Locker Key #14: In the new stretch of the Marrow that opens at the start of Chapter 6, duck through the gap in the chain-link fence into the maintenance tunnel and go back in the direction you came. The key statue is stuck in the ceiling near the end of the tunnel.

Locker Key #15: In Chapter 6, go out behind Juke's Diner in the Business District and look next to the red dumpster. The statue is tucked in between the shed and a sheet of plywood.

Locker Key #16: The statue sits atop one of the two ornamental columns on either side of the entrance of the credit union in the Business District. Since there's absolutely no other reason to know where the credit union is, here's its location on the in-game map.

Locker Key #17: Stand in front of Juke's Diner in the Business District and look up at its sign. The sculpture is sitting to the sign's right, and must be shot down.

Locker Key #18: This statue is in front of a parked blue four-wheeler in the parking lot of the movie theater in the Business District in Chapter 6, on the south side of the chasm. You can get this well before you open the way to the Grand Theater, but you have to climb over the concrete barrier behind the Krimson Plaza to do so.
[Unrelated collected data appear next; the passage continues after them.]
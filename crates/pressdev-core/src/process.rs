//! Subprocess plumbing shared by the coordinators.
//!
//! A [`ProcessSlot`] owns at most one live child. [`ProcessSlot::replace`]
//! terminates and reaps the current occupant before spawning its successor,
//! so two processes for the same job never overlap.

use crate::error::{PressError, Result};
use std::ffi::OsStr;
use std::path::Path;
use std::process::{ExitStatus, Stdio};
use std::sync::atomic::{AtomicU64, AtomicUsize, Ordering};
use std::sync::{Arc, Mutex};
use std::time::Duration;
use tokio::io::{AsyncBufReadExt, AsyncRead, BufReader};
use tokio::process::{Child, ChildStdout, Command};
use tokio::sync::oneshot;
use tokio::task::JoinHandle;

/// How long to keep draining stderr after the child has exited.
const STDERR_DRAIN: Duration = Duration::from_secs(1);

/// Build a command whose environment holds only `PATH` (plus `SystemRoot` on
/// Windows, without which nothing starts). Callers add job-specific
/// variables with `.env(..)`.
pub fn command(program: impl AsRef<OsStr>) -> Command {
    let mut cmd = Command::new(program);
    cmd.env_clear();
    if let Some(path) = std::env::var_os("PATH") {
        cmd.env("PATH", path);
    }
    if cfg!(windows) {
        if let Some(root) = std::env::var_os("SystemRoot") {
            cmd.env("SystemRoot", root);
        }
    }
    cmd.stdin(Stdio::null()).kill_on_drop(true);
    cmd
}

/// Like [`command`], with a working directory.
pub fn command_in(program: impl AsRef<OsStr>, cwd: &Path) -> Command {
    let mut cmd = command(program);
    cmd.current_dir(cwd);
    cmd
}

fn program_name(cmd: &Command) -> String {
    cmd.as_std().get_program().to_string_lossy().into_owned()
}

// ---------------------------------------------------------------------------
// One-shot commands
// ---------------------------------------------------------------------------

#[derive(Debug, Clone)]
pub struct CommandOutput {
    pub code: Option<i32>,
    pub stdout: String,
    pub stderr: String,
}

impl CommandOutput {
    pub fn success(&self) -> bool {
        self.code == Some(0)
    }

    /// Turn a non-zero exit into [`PressError::CommandFailed`].
    pub fn check(self, program: &str) -> Result<Self> {
        if self.success() {
            Ok(self)
        } else {
            Err(PressError::CommandFailed {
                program: program.to_string(),
                status: self.code.map_or_else(|| "signal".to_string(), |c| c.to_string()),
                stderr: self.stderr.trim().to_string(),
            })
        }
    }
}

/// Run `cmd` to completion, capturing both streams.
pub async fn run_to_completion(mut cmd: Command) -> Result<CommandOutput> {
    let program = program_name(&cmd);
    let output = cmd
        .stdout(Stdio::piped())
        .stderr(Stdio::piped())
        .output()
        .await
        .map_err(|source| PressError::Spawn { program, source })?;
    Ok(CommandOutput {
        code: output.status.code(),
        stdout: String::from_utf8_lossy(&output.stdout).into_owned(),
        stderr: String::from_utf8_lossy(&output.stderr).into_owned(),
    })
}

// ---------------------------------------------------------------------------
// ProcessSlot
// ---------------------------------------------------------------------------

/// How a slot's occupant ended.
#[derive(Debug, Clone, PartialEq, Eq)]
pub enum ExitOutcome {
    /// The process exited on its own.
    Exited { code: Option<i32>, stderr: String },
    /// The slot terminated it (replacement, `clear`, or shutdown).
    Killed,
    /// Waiting on the process failed.
    Failed(String),
}

impl ExitOutcome {
    pub fn success(&self) -> bool {
        matches!(self, ExitOutcome::Exited { code: Some(0), .. })
    }
}

struct Running {
    kill_tx: oneshot::Sender<()>,
    task: JoinHandle<()>,
}

/// Holder for the single live subprocess of one job role.
pub struct ProcessSlot {
    role: String,
    running: tokio::sync::Mutex<Option<Running>>,
    spawned: AtomicU64,
    live: Arc<AtomicUsize>,
}

impl ProcessSlot {
    pub fn new(role: impl Into<String>) -> Self {
        Self {
            role: role.into(),
            running: tokio::sync::Mutex::new(None),
            spawned: AtomicU64::new(0),
            live: Arc::new(AtomicUsize::new(0)),
        }
    }

    pub fn role(&self) -> &str {
        &self.role
    }

    /// Terminate and reap the current occupant (if any), then spawn `cmd`.
    ///
    /// `on_line` is called for every stdout line. `on_exit` is called exactly
    /// once when the new process ends, including when it is killed by a later
    /// `replace` or [`ProcessSlot::clear`]. If the spawn fails the slot is
    /// left empty and `on_exit` is never called.
    pub async fn replace<L, E>(&self, mut cmd: Command, mut on_line: L, on_exit: E) -> Result<()>
    where
        L: FnMut(&str) + Send + 'static,
        E: FnOnce(ExitOutcome) + Send + 'static,
    {
        let mut guard = self.running.lock().await;
        if let Some(old) = guard.take() {
            terminate(old).await;
        }

        let program = program_name(&cmd);
        let mut child = cmd
            .stdout(Stdio::piped())
            .stderr(Stdio::piped())
            .kill_on_drop(true)
            .spawn()
            .map_err(|source| PressError::Spawn {
                program: program.clone(),
                source,
            })?;
        self.spawned.fetch_add(1, Ordering::SeqCst);
        self.live.fetch_add(1, Ordering::SeqCst);
        tracing::debug!("[{}] spawned {program} (pid {:?})", self.role, child.id());

        let stdout = child.stdout.take();
        let stderr_buf = Arc::new(Mutex::new(String::new()));
        let stderr_task = child.stderr.take().map(|stderr| {
            let buf = Arc::clone(&stderr_buf);
            let role = self.role.clone();
            tokio::spawn(async move {
                for_each_line(stderr, |line| {
                    tracing::debug!("[{role}] {line}");
                    if let Ok(mut b) = buf.lock() {
                        b.push_str(line);
                        b.push('\n');
                    }
                })
                .await;
            })
        });

        let (kill_tx, mut kill_rx) = oneshot::channel::<()>();
        let live = Arc::clone(&self.live);
        let role = self.role.clone();

        let task = tokio::spawn(async move {
            let finished = tokio::select! {
                status = pump(&mut child, stdout, &mut on_line) => Some(status),
                _ = &mut kill_rx => None,
            };

            let outcome = match finished {
                None => {
                    if let Err(e) = child.kill().await {
                        tracing::debug!("[{role}] kill failed: {e}");
                    }
                    if let Some(t) = stderr_task {
                        t.abort();
                    }
                    ExitOutcome::Killed
                }
                Some(Ok(status)) => {
                    if let Some(t) = stderr_task {
                        let _ = tokio::time::timeout(STDERR_DRAIN, t).await;
                    }
                    let stderr = stderr_buf.lock().map(|b| b.clone()).unwrap_or_default();
                    ExitOutcome::Exited {
                        code: status.code(),
                        stderr,
                    }
                }
                Some(Err(e)) => {
                    if let Some(t) = stderr_task {
                        t.abort();
                    }
                    ExitOutcome::Failed(e.to_string())
                }
            };

            live.fetch_sub(1, Ordering::SeqCst);
            tracing::debug!("[{role}] process ended: {outcome:?}");
            on_exit(outcome);
        });

        *guard = Some(Running { kill_tx, task });
        Ok(())
    }

    /// Terminate and reap the occupant without replacing it.
    /// Returns true if a process was stopped.
    pub async fn clear(&self) -> bool {
        let old = self.running.lock().await.take();
        match old {
            Some(running) => {
                let was_live = !running.task.is_finished();
                terminate(running).await;
                was_live
            }
            None => false,
        }
    }

    /// Whether a process spawned by this slot is still alive.
    pub fn is_running(&self) -> bool {
        self.live.load(Ordering::SeqCst) > 0
    }

    /// Processes currently alive for this slot. Never exceeds one.
    pub fn live_count(&self) -> usize {
        self.live.load(Ordering::SeqCst)
    }

    /// Total processes ever spawned into this slot.
    pub fn spawn_count(&self) -> u64 {
        self.spawned.load(Ordering::SeqCst)
    }
}

async fn pump<L: FnMut(&str)>(
    child: &mut Child,
    stdout: Option<ChildStdout>,
    on_line: &mut L,
) -> std::io::Result<ExitStatus> {
    if let Some(out) = stdout {
        for_each_line(out, on_line).await;
    }
    child.wait().await
}

/// Feed every line of `reader` to `f` until EOF or a read error. Bytes that
/// are not UTF-8 are replaced rather than ending the stream.
async fn for_each_line<R, F>(reader: R, mut f: F)
where
    R: AsyncRead + Unpin,
    F: FnMut(&str),
{
    let mut reader = BufReader::new(reader);
    let mut buf = Vec::new();
    loop {
        buf.clear();
        match reader.read_until(b'\n', &mut buf).await {
            Ok(0) | Err(_) => break,
            Ok(_) => {
                let line = String::from_utf8_lossy(&buf);
                f(line.trim_end_matches(['\n', '\r']));
            }
        }
    }
}

async fn terminate(running: Running) {
    // The receiver is gone once the process has exited on its own.
    let _ = running.kill_tx.send(());
    if let Err(e) = running.task.await {
        tracing::warn!("process supervisor task failed: {e}");
    }
}

// ---------------------------------------------------------------------------
// Tests
// ---------------------------------------------------------------------------

#[cfg(all(test, unix))]
mod tests {
    use super::*;
    use tokio::sync::mpsc;

    fn sh(script: &str) -> Command {
        let mut cmd = command("sh");
        cmd.arg("-c").arg(script);
        cmd
    }

    async fn recv(rx: &mut mpsc::UnboundedReceiver<ExitOutcome>) -> ExitOutcome {
        tokio::time::timeout(Duration::from_secs(5), rx.recv())
            .await
            .expect("timed out waiting for exit")
            .expect("exit channel closed")
    }

    #[tokio::test]
    async fn replace_kills_previous_occupant_first() {
        let slot = ProcessSlot::new("test");
        let (tx, mut rx) = mpsc::unbounded_channel();

        for i in 0..5 {
            let tx = tx.clone();
            slot.replace(sh("exec sleep 30"), |_| {}, move |o| {
                let _ = tx.send(o);
            })
            .await
            .unwrap();
            assert_eq!(slot.live_count(), 1, "iteration {i}");
        }

        for _ in 0..4 {
            assert_eq!(recv(&mut rx).await, ExitOutcome::Killed);
        }
        assert_eq!(slot.spawn_count(), 5);
        assert!(slot.is_running());

        assert!(slot.clear().await);
        assert_eq!(recv(&mut rx).await, ExitOutcome::Killed);
        assert_eq!(slot.live_count(), 0);
        assert!(!slot.clear().await);
    }

    #[tokio::test]
    async fn stdout_lines_and_exit_are_reported() {
        let slot = ProcessSlot::new("test");
        let lines = Arc::new(Mutex::new(Vec::new()));
        let lines2 = Arc::clone(&lines);
        let (tx, mut rx) = mpsc::unbounded_channel();

        slot.replace(
            sh("echo one; echo two"),
            move |l| lines2.lock().unwrap().push(l.to_string()),
            move |o| {
                let _ = tx.send(o);
            },
        )
        .await
        .unwrap();

        let outcome = recv(&mut rx).await;
        assert!(outcome.success(), "{outcome:?}");
        assert_eq!(*lines.lock().unwrap(), vec!["one", "two"]);
        assert!(!slot.is_running());
    }

    #[tokio::test]
    async fn invalid_utf8_does_not_end_the_stream() {
        let slot = ProcessSlot::new("test");
        let lines = Arc::new(Mutex::new(Vec::new()));
        let lines2 = Arc::clone(&lines);
        let (tx, mut rx) = mpsc::unbounded_channel();

        slot.replace(
            sh("printf 'caf\\351\\n'; printf 'bad\\377\\n' >&2; echo 'Waiting...'; exit 0"),
            move |l| lines2.lock().unwrap().push(l.to_string()),
            move |o| {
                let _ = tx.send(o);
            },
        )
        .await
        .unwrap();

        let outcome = recv(&mut rx).await;
        match &outcome {
            ExitOutcome::Exited { code, stderr } => {
                assert_eq!(*code, Some(0));
                assert!(stderr.starts_with("bad"), "{stderr:?}");
            }
            other => panic!("unexpected outcome {other:?}"),
        }
        let lines = lines.lock().unwrap();
        assert_eq!(lines.len(), 2, "{lines:?}");
        assert!(lines[0].starts_with("caf"));
        assert_eq!(lines[1], "Waiting...");
    }

    #[tokio::test]
    async fn failed_exit_captures_stderr() {
        let slot = ProcessSlot::new("test");
        let (tx, mut rx) = mpsc::unbounded_channel();
        slot.replace(sh("echo 'ERR! missing' >&2; exit 3"), |_| {}, move |o| {
            let _ = tx.send(o);
        })
        .await
        .unwrap();

        match recv(&mut rx).await {
            ExitOutcome::Exited { code, stderr } => {
                assert_eq!(code, Some(3));
                assert!(stderr.contains("ERR! missing"), "{stderr}");
            }
            other => panic!("unexpected outcome {other:?}"),
        }
    }

    #[tokio::test]
    async fn spawn_failure_leaves_slot_empty() {
        let slot = ProcessSlot::new("test");
        let err = slot
            .replace(command("__pressdev_missing_binary__"), |_| {}, |_| {})
            .await
            .unwrap_err();
        assert!(matches!(err, PressError::Spawn { .. }));
        assert_eq!(slot.spawn_count(), 0);
        assert!(!slot.is_running());
    }

    #[tokio::test]
    async fn environment_is_cleared() {
        let out = run_to_completion(sh("echo \"${HOME:-unset}\""))
            .await
            .unwrap();
        assert!(out.success());
        assert_eq!(out.stdout.trim(), "unset");
    }

    #[tokio::test]
    async fn check_maps_nonzero_exit() {
        let out = run_to_completion(sh("echo nope >&2; exit 1")).await.unwrap();
        match out.check("sh") {
            Err(PressError::CommandFailed { status, stderr, .. }) => {
                assert_eq!(status, "1");
                assert_eq!(stderr, "nope");
            }
            other => panic!("unexpected {other:?}"),
        }
    }
}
Locker Key #19: On the south side of the Business District in Chapter 6, there's a big alley full of enemies and corpses. Look up and you'll see a key statue overlooking the scene from the southwest corner of one of the nearby buildings.

Locker Key #20: When you're dodging the spotlight in Chapter 8 (that's vague, but you'll get what I mean when you get there), keep an eye out for this key statue, hidden behind a raised chunk of wall near the end of the first stretch of the path. If you reach the part where you get the prompt to climb down, you're past it, and can turn around to see the statue.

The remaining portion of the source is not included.